Di nova pena mi conven far versi
e dar matera al ventesimo canto
de la prima canzon, ch’è d’i sommersi.[1]
È l’insolito esordio del XX canto dell’Inferno che ci porta nella quarta bolgia del VII cerchio. Qui sono puniti dei fraudolenti molto particolari, gli indovini. Incipit inusitato non solo perché Dante avverte il bisogno di dirci a quale punto della sua opera il lettore sia giunto, ma perché sembra ricorrere ad un espediente da guitti. Un po’ come i menestrelli e i cantastorie che per ravvivare l’attenzione del loro pubblico promettevano cose nuove, mai sentite, racconti mirabolanti, storie oscure e intriganti.
Dante e Virgilio si affacciano sulla nuova bolgia e subito vedono il panorama morale e fisico cui sono abituati, però in forme sempre nuove. I due scorgono una folla che procede piangendo e in silenzio. I dannati hanno il passo lento di chi avanza in processione.
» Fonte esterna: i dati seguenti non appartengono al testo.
//! An untyped λ-calculus term engine: free variables, capture-avoiding substitution, and
//! β/η-normalization.

use anyhow::Context;

pub mod combinator;
pub mod reduce;
pub mod scenario;
pub mod subst;
pub mod term;
pub mod var;

pub use reduce::{NormalizeError, Normalizer, Steps};
pub use scenario::Scenario;
pub use term::{mk_abs, mk_app, mk_var, Term, TermAbs, TermApp};
pub use var::{VarName, VarSet};

/// Normalizes the term of a named scenario.
pub fn process(name: &str, normalizer: &Normalizer, eta: bool) -> anyhow::Result<Term> {
    let scenario: Scenario = name.parse()?;
    let m = scenario.term();
    log::info!("{scenario}: {m}");
    let result = if eta {
        normalizer.beta_eta_normalize(&m)
    } else {
        normalizer.normalize(&m)
    };
    let n = result.with_context(|| format!("failed to normalize `{scenario}`"))?;
    log::info!("normal form: {n}");
    Ok(n)
}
Io ero già disposto tutto quanto
a riguardar ne lo scoperto fondo,
che si bagnava d’angoscioso pianto;
e vidi gente per lo vallon tondo
venir, tacendo e lacrimando, al passo
che fanno le letane in questo mondo.[2]
Letane o letanie o litanie, propriamente le suppliche che si recitavano durante le processioni. Come spesso accade Dante usa terminologia e immagini proprie della religiosità popolare per introdurre una visione violentemente stravolta, antitetica e radicalmente in contrasto con la realtà quotidiana, quella che cade sotto i sensi ed è oggetto dell’esperienza comune. Ecco, subito, terribile e inattesa la pena nova che ci ha anticipato.
Come ’l viso mi scese in lor più basso
mirabilmente apparve esser travolto
ciascun tra ’l mento e ’l principio del casso,
chè dalle reni era tornato ’l volto,
e in dietro venir li convenia,
perché ’l veder dinanzi era lor tolto.
Forse per forza già di parlasia
si travolse così alcun del tutto;
ma io nol vidi, né credo che sia.[3]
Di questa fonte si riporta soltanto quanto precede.